The fading “defense of (traditional) marriage” movement

Many of the people who turned out for the National Organization for Marriage (NOM) second annual “March For Marriage” rally yesterday in front of the U.S. Capitol rally cited religious reasons for their presence.

The National Organization for Marriage (NOM) hosted its second annual “March For Marriage” Thursday in front of the U.S. Capitol, a rally with speakers opposing same-sex marriage followed by a march to the Supreme Court. An estimated 2,000 people participated, many of whom had traveled by bus from New Jersey and New York City. After last year’s march, which was held in conjunction with the Supreme Court hearing on the Defense of Marriage Act, NOM attempted to inflate the numbers, but this year’s crowd was smaller than even the most conservative estimates from last year.

Both on the dais and in the crowd, religious beliefs were the driving force behind attendees’s opposition to same-sex marriage. ThinkProgress spoke with several members of the crowd to get a sense of why they were participating, and most cited their religious beliefs as their primary motivation. In particular, many were religious leaders themselves or specifically came to the march with a church group.


J. Bryan Lowder at says that the main emotion present at the rally was grief:

Four of the five stages of grief—denial, anger, bargaining, and depression—were on full display today at the March for Marriage, a rally outside the U.S. Capitol organized by the National Organization for Marriage and other co-sponsors. NOM President Brian Brown had promised attendees the chance to be a part of “showing that there still exists in this country deep and wide support for the definition of marriage as the union of one man and one woman,” but, judging by photos of the event that revealed a shallow and thin crowd that seemed to gradually disperse as the two and a half hours of repetitive speeches wore on, the rally may have shown just the opposite….
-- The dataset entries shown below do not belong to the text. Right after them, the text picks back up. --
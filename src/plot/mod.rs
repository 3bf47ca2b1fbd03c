//! SVG rendering of diagnostic plots.
//!
//! Every plot is drawn with `plotters` into an in-memory SVG document; nothing
//! is written to disk.

mod heatmap;
mod pairplot;
mod scatter;

use crate::core::OptionsError;
use std::fmt;
use thiserror::Error;

pub use heatmap::correlation_heatmap;
pub use pairplot::pair_grid;
pub use scatter::{qq_plot, residual_plot, scatter_plot, ReferenceLine};

/// Errors raised while rendering a plot.
#[derive(Debug, Error)]
pub enum PlotError {
    #[error("failed to render plot: {0}")]
    Render(String),

    #[error(transparent)]
    InvalidOptions(#[from] OptionsError),

    #[error("nothing to plot")]
    EmptyData,
}

impl PlotError {
    pub(crate) fn render<E: fmt::Display>(err: E) -> Self {
        PlotError::Render(err.to_string())
    }
}

/// A rendered SVG document.
#[derive(Debug, Clone, PartialEq, Eq)]
pub struct Svg(String);

impl Svg {
    pub fn as_str(&self) -> &str {
        &self.0
    }

    pub fn into_string(self) -> String {
        self.0
    }
}

impl fmt::Display for Svg {
    fn fmt(&self, f: &mut fmt::Formatter<'_>) -> fmt::Result {
        f.write_str(&self.0)
    }
}

impl From<Svg> for String {
    fn from(svg: Svg) -> Self {
        svg.0
    }
}

/// Figure size and marker size.
#[derive(Debug, Clone, Copy, PartialEq, Eq)]
pub struct PlotConfig {
    pub width: u32,
    pub height: u32,
    /// Marker radius in pixels.
    pub point_size: u32,
}

impl Default for PlotConfig {
    /// A single 640 × 480 panel.
    fn default() -> Self {
        Self {
            width: 640,
            height: 480,
            point_size: 3,
        }
    }
}

impl PlotConfig {
    /// A 900 × 900 figure for heatmaps and pair grids.
    pub fn grid() -> Self {
        Self {
            width: 900,
            height: 900,
            point_size: 2,
        }
    }

    pub fn builder() -> PlotConfigBuilder {
        PlotConfigBuilder::default()
    }

    pub fn validate(&self) -> Result<(), OptionsError> {
        if self.width == 0 || self.height == 0 {
            return Err(OptionsError::InvalidPlotSize {
                width: self.width,
                height: self.height,
            });
        }
        Ok(())
    }
}

/// Builder for `PlotConfig`.
#[derive(Debug, Clone, Default)]
pub struct PlotConfigBuilder {
    config: PlotConfig,
}

impl PlotConfigBuilder {
    pub fn size(mut self, width: u32, height: u32) -> Self {
        self.config.width = width;
        self.config.height = height;
        self
    }

    pub fn point_size(mut self, size: u32) -> Self {
        self.config.point_size = size;
        self
    }

    pub fn build(self) -> Result<PlotConfig, OptionsError> {
        self.config.validate()?;
        Ok(self.config)
    }
}

/// `[min, max]` of the finite values, widened by 5% (or by 1 when flat).
pub(crate) fn padded_range<'a>(values: impl IntoIterator<Item = &'a f64>) -> (f64, f64) {
    let (lo, hi) = values
        .into_iter()
        .filter(|v| v.is_finite())
        .fold((f64::INFINITY, f64::NEG_INFINITY), |(lo, hi), &v| {
            (lo.min(v), hi.max(v))
        });

    if !lo.is_finite() {
        return (-1.0, 1.0);
    }
    let pad = if hi > lo { 0.05 * (hi - lo) } else { 1.0 };
    (lo - pad, hi + pad)
}
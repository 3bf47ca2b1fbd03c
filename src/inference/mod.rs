//! Statistical inference (standard errors, p-values, confidence intervals).

mod coefficient;

pub use coefficient::CoefficientInference;
use anyhow::{bail, Result};
use clap::Parser;
use idea_curator::backend::HttpBackend;
use idea_curator::cli::{Cli, Commands};
use idea_curator::config::Config;
use idea_curator::dashboard::{Dashboard, ResetOutcome};
use idea_curator::export::{ClipboardSink, FileSink, StdoutSink};
use idea_curator::notify::{AssumeYes, Confirmer, ConsoleNotifier, DialoguerConfirmer};
use idea_curator::scheduler::RefreshScheduler;
use idea_curator::{logging, render, review};
use idea_curator_common::FilterCriteria;
use std::path::PathBuf;
use std::sync::Arc;

#[tokio::main]
async fn main() -> Result<()> {
    let cli = Cli::parse();
    logging::init(cli.verbose);
    let mut config = Config::load()?;

    let base_url = cli.url.clone().unwrap_or_else(|| config.base_url());
    let backend = HttpBackend::new(base_url, config.request_timeout())?;
    let dashboard = Dashboard::new(Arc::new(backend), Arc::new(ConsoleNotifier), config.uid_fallback);

    match cli.command {
        Commands::List { grade, curation, search, date, limit } => {
            dashboard.set_date_filter(date).await;
            dashboard.set_filters(FilterCriteria { grade, curation, search }).await;

            let report = dashboard.fetch_all().await;
            if !report.batches_ok {
                bail!("バッチを取得できませんでした");
            }

            let state = dashboard.snapshot().await;
            let ideas = state.filtered_ideas();
            println!(
                "📋 {}件 / 全{}件（{}バッチ）",
                ideas.len(),
                state.batches.idea_count(),
                state.batches.len()
            );
            println!("等級分布: {}\n", render::grade_distribution_line(&state.grade_distribution()));

            for (i, idea) in ideas.iter().take(limit.unwrap_or(usize::MAX)).enumerate() {
                println!("{}", render::idea_line(i + 1, idea, state.curation_of(idea)));
                if cli.verbose {
                    render::idea_detail(idea).iter().for_each(|l| println!("{}", l));
                }
            }
        }

        Commands::Stats => {
            if !dashboard.fetch_stats().await {
                bail!("統計を取得できませんでした");
            }
            if let Some(stats) = dashboard.stats().await {
                println!("キュレーション統計:");
                render::stats_lines(&stats).iter().for_each(|l| println!("{}", l));
            }
        }

        Commands::Health => {
            if !dashboard.fetch_health().await {
                bail!("ヘルス情報を取得できませんでした");
            }
            if let Some(health) = dashboard.health().await {
                println!("システムヘルス:");
                render::health_lines(&health).iter().for_each(|l| println!("{}", l));
            }
        }

        Commands::Export { output } => {
            if dashboard.exporter(sink_for(output)).copy_published_md().await.is_none() {
                bail!("エクスポートできませんでした");
            }
        }

        Commands::Feedback { uid, action, comment } => {
            if !dashboard.fetch_batches().await {
                bail!("バッチを取得できませんでした");
            }
            let Some(idea) = dashboard.find_idea(&uid).await else {
                bail!("アイデアが見つかりません: {}", uid);
            };
            if !dashboard.feedback().send_feedback(&idea, action, comment).await {
                bail!("フィードバックを送信できませんでした");
            }
        }

        Commands::Reset { yes } => {
            let confirmer: Box<dyn Confirmer> = if yes {
                Box::new(AssumeYes)
            } else {
                Box::new(DialoguerConfirmer)
            };
            match dashboard.reset_curation(confirmer.as_ref()).await {
                ResetOutcome::Cleared => {}
                ResetOutcome::Declined => println!("キャンセルしました"),
                ResetOutcome::Failed => bail!("初期化できませんでした"),
            }
        }

        Commands::Review { date, output } => {
            dashboard.set_date_filter(date).await;
            let scheduler = RefreshScheduler::new(dashboard.clone(), config.refresh_interval())
                .with_overlap(config.overlap)
                .with_health_interval(config.health_interval());
            review::run(dashboard, scheduler, sink_for(output)).await?;
        }

        Commands::Config { set_url, show } => {
            if let Some(url) = set_url {
                config.set_base_url(url)?;
                println!("✔ バックエンドURLを設定しました");
            }

            if show {
                println!("設定:");
                println!("  バックエンドURL: {}", config.base_url());
                println!("  更新間隔: {}秒", config.refresh_interval_secs);
                match config.health_interval_secs {
                    Some(secs) => println!("  ヘルス確認間隔: {}秒", secs),
                    None => println!("  ヘルス確認間隔: 無効"),
                }
                println!("  タイムアウト: {}秒", config.request_timeout_secs);
                println!("  重複更新: {:?}", config.overlap);
                println!("  UID生成: {}", config.uid_fallback);
            }
        }
    }

    Ok(())
}

fn sink_for(output: Option<PathBuf>) -> Arc<dyn ClipboardSink> {
    match output {
        Some(path) => Arc::new(FileSink::new(path)),
        None => Arc::new(StdoutSink),
    }
}
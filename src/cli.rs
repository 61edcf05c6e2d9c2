use chrono::NaiveDate;
use clap::{Parser, Subcommand};
use idea_curator_common::{CurationFilter, FeedbackAction};
use std::path::PathBuf;

#[derive(Parser)]
#[command(name = "idea-curator")]
#[command(about = "アイデアバッチのレビュー・キュレーションツール", long_about = None)]
pub struct Cli {
    #[command(subcommand)]
    pub command: Commands,

    /// 詳細ログを出力
    #[arg(short, long, global = true)]
    pub verbose: bool,

    /// バックエンドURL（設定ファイルより優先）
    #[arg(long, global = true)]
    pub url: Option<String>,
}

#[derive(Subcommand)]
pub enum Commands {
    /// アイデア一覧をフィルタして表示
    List {
        /// 等級 (S/A/B/C/D)
        #[arg(short, long)]
        grade: Option<String>,

        /// キュレーション状態 (all/uncurated/published/hold/rejected)
        #[arg(short, long, default_value = "all")]
        curation: CurationFilter,

        /// サービス名・問題・コンセプトの部分一致検索
        #[arg(short, long)]
        search: Option<String>,

        /// バッチの日付 (YYYY-MM-DD)
        #[arg(short, long)]
        date: Option<NaiveDate>,

        /// 表示件数の上限
        #[arg(short, long)]
        limit: Option<usize>,
    },

    /// キュレーション統計を表示
    Stats,

    /// システムヘルスを表示
    Health,

    /// 公開済みアイデアをマークダウンで出力
    Export {
        /// 出力ファイル（省略時は標準出力）
        #[arg(short, long)]
        output: Option<PathBuf>,
    },

    /// アイデアにフィードバックを送信
    Feedback {
        /// アイデアのUID
        #[arg(required = true)]
        uid: String,

        /// like/dislike/blacklist/comment
        #[arg(required = true)]
        action: FeedbackAction,

        /// コメント
        #[arg(long)]
        comment: Option<String>,
    },

    /// 全キュレーション状態を初期化
    Reset {
        /// 確認をスキップ
        #[arg(short, long)]
        yes: bool,
    },

    /// 対話的レビュー（定期更新あり）
    Review {
        /// バッチの日付 (YYYY-MM-DD)
        #[arg(short, long)]
        date: Option<NaiveDate>,

        /// 出力ファイル（エクスポート時、省略時は標準出力）
        #[arg(short, long)]
        output: Option<PathBuf>,
    },

    /// 設定を表示/編集
    Config {
        /// バックエンドURLを設定
        #[arg(long)]
        set_url: Option<String>,

        /// 設定を表示
        #[arg(long)]
        show: bool,
    },
}
//! エラー型定義

use thiserror::Error;

/// 共通エラー型
#[derive(Error, Debug)]
pub enum Error {
    #[error("JSON error: {0}")]
    Json(#[from] serde_json::Error),

    #[error("Invalid value for {field}: {value}")]
    InvalidValue { field: &'static str, value: String },
}

/// Result型エイリアス
pub type Result<T> = std::result::Result<T, Error>;
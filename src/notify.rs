//! 通知と確認
//!
//! トースト表示や確認ダイアログはエンジンの外側の責務。
//! ここではその境界と、CLI向けの実装を定義する。

#[derive(Debug, Clone, Copy, PartialEq, Eq)]
pub enum NoticeLevel {
    Success,
    Error,
}

/// 一時的なユーザー向け通知
pub trait Notifier: Send + Sync {
    fn notify(&self, level: NoticeLevel, message: &str);

    fn success(&self, message: &str) {
        self.notify(NoticeLevel::Success, message);
    }

    fn failure(&self, message: &str) {
        self.notify(NoticeLevel::Error, message);
    }
}

/// 取り消せない操作の確認
pub trait Confirmer: Send + Sync {
    fn confirm(&self, prompt: &str) -> bool;
}

/// 標準エラーに表示する通知
#[derive(Debug, Default, Clone, Copy)]
pub struct ConsoleNotifier;

impl Notifier for ConsoleNotifier {
    fn notify(&self, level: NoticeLevel, message: &str) {
        match level {
            NoticeLevel::Success => eprintln!("✔ {}", message),
            NoticeLevel::Error => eprintln!("✖ {}", message),
        }
    }
}

/// dialoguer による対話的確認（入力エラー時は拒否扱い）
#[derive(Debug, Default, Clone, Copy)]
pub struct DialoguerConfirmer;

impl Confirmer for DialoguerConfirmer {
    fn confirm(&self, prompt: &str) -> bool {
        dialoguer::Confirm::new()
            .with_prompt(prompt)
            .default(false)
            .interact()
            .unwrap_or(false)
    }
}

/// --yes 指定時
#[derive(Debug, Default, Clone, Copy)]
pub struct AssumeYes;

impl Confirmer for AssumeYes {
    fn confirm(&self, _prompt: &str) -> bool {
        true
    }
}
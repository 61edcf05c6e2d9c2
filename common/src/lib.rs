//! Idea Curator Common Library
//!
//! CLIとダッシュボードエンジンで共有される型と純粋な導出ロジック

pub mod types;
pub mod aggregate;
pub mod filter;
pub mod curation;
pub mod stats;
pub mod api_types;
pub mod error;

pub use types::{Batch, DerivedIdea, Idea};
pub use aggregate::{aggregate_ideas, grade_distribution, UidStrategy};
pub use filter::{filter_ideas, CurationFilter, FilterCriteria};
pub use curation::{CurationEntry, CurationStatus, CurationStore};
pub use stats::{HealthSnapshot, StatsSnapshot};
pub use api_types::{CurationRequest, FeedbackAction, FeedbackRequest, MarkdownExport};
pub use error::{Error, Result};
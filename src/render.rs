//! 端末表示用の整形

use idea_curator_common::{CurationStatus, DerivedIdea, HealthSnapshot, StatsSnapshot};
use std::collections::BTreeMap;

const TEXT_WIDTH: usize = 60;

/// アイデア1行分
pub fn idea_line(index: usize, idea: &DerivedIdea, status: Option<CurationStatus>) -> String {
    let mark = match status {
        Some(CurationStatus::Published) => "📢",
        Some(CurationStatus::Hold) => "⏸",
        Some(CurationStatus::Rejected) => "🚫",
        None => "  ",
    };
    let name = if idea.idea.service_name.is_empty() {
        "Untitled"
    } else {
        idea.idea.service_name.as_str()
    };
    format!(
        "{:>3}. {} [{}] {} (score: {:.2})  uid={}",
        index,
        mark,
        idea.grade(),
        name,
        idea.score(),
        idea.uid
    )
}

/// アイデア詳細（問題・コンセプト・バッチ）
pub fn idea_detail(idea: &DerivedIdea) -> Vec<String> {
    vec![
        format!("     問題: {}", truncate(&idea.idea.problem, TEXT_WIDTH)),
        format!("     コンセプト: {}", truncate(idea.idea.concept_text(), TEXT_WIDTH)),
        format!("     バッチ: {} ({})", idea.batch_id, idea.batch_ts),
    ]
}

/// "A:2 B:1 ?:1"
pub fn grade_distribution_line(dist: &BTreeMap<String, usize>) -> String {
    if dist.is_empty() {
        return "-".to_string();
    }
    dist.iter()
        .map(|(grade, count)| format!("{}:{}", grade, count))
        .collect::<Vec<_>>()
        .join(" ")
}

pub fn stats_lines(stats: &StatsSnapshot) -> Vec<String> {
    stats
        .entries()
        .into_iter()
        .map(|(key, value)| format!("  {}: {}", key, value))
        .collect()
}

pub fn health_lines(health: &HealthSnapshot) -> Vec<String> {
    vec![
        format!("  状態: {}", health.status),
        format!("  最終バッチ: {}", health.last_batch_id.as_deref().unwrap_or("-")),
        format!("  最終実行: {}", health.last_run_at.as_deref().unwrap_or("-")),
        format!("  稼働時間: {:.0}秒", health.uptime_sec),
    ]
}

/// 文字数で切り詰め
fn truncate(text: &str, max_chars: usize) -> String {
    if text.chars().count() <= max_chars {
        text.to_string()
    } else {
        let head: String = text.chars().take(max_chars).collect();
        format!("{}…", head)
    }
}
…Denial was the strongest of the stages being worked through at the rally, with a number of speakers joining Frank Schubert, NOM’s national political director, in cautioning that the overwhelming progress we’ve seen in recent years on marriage equality—especially since last year’s Windsor decision—has really been the result of unfair “judicial activism” and media spin and, as such, is not representative of the feelings of real Americans.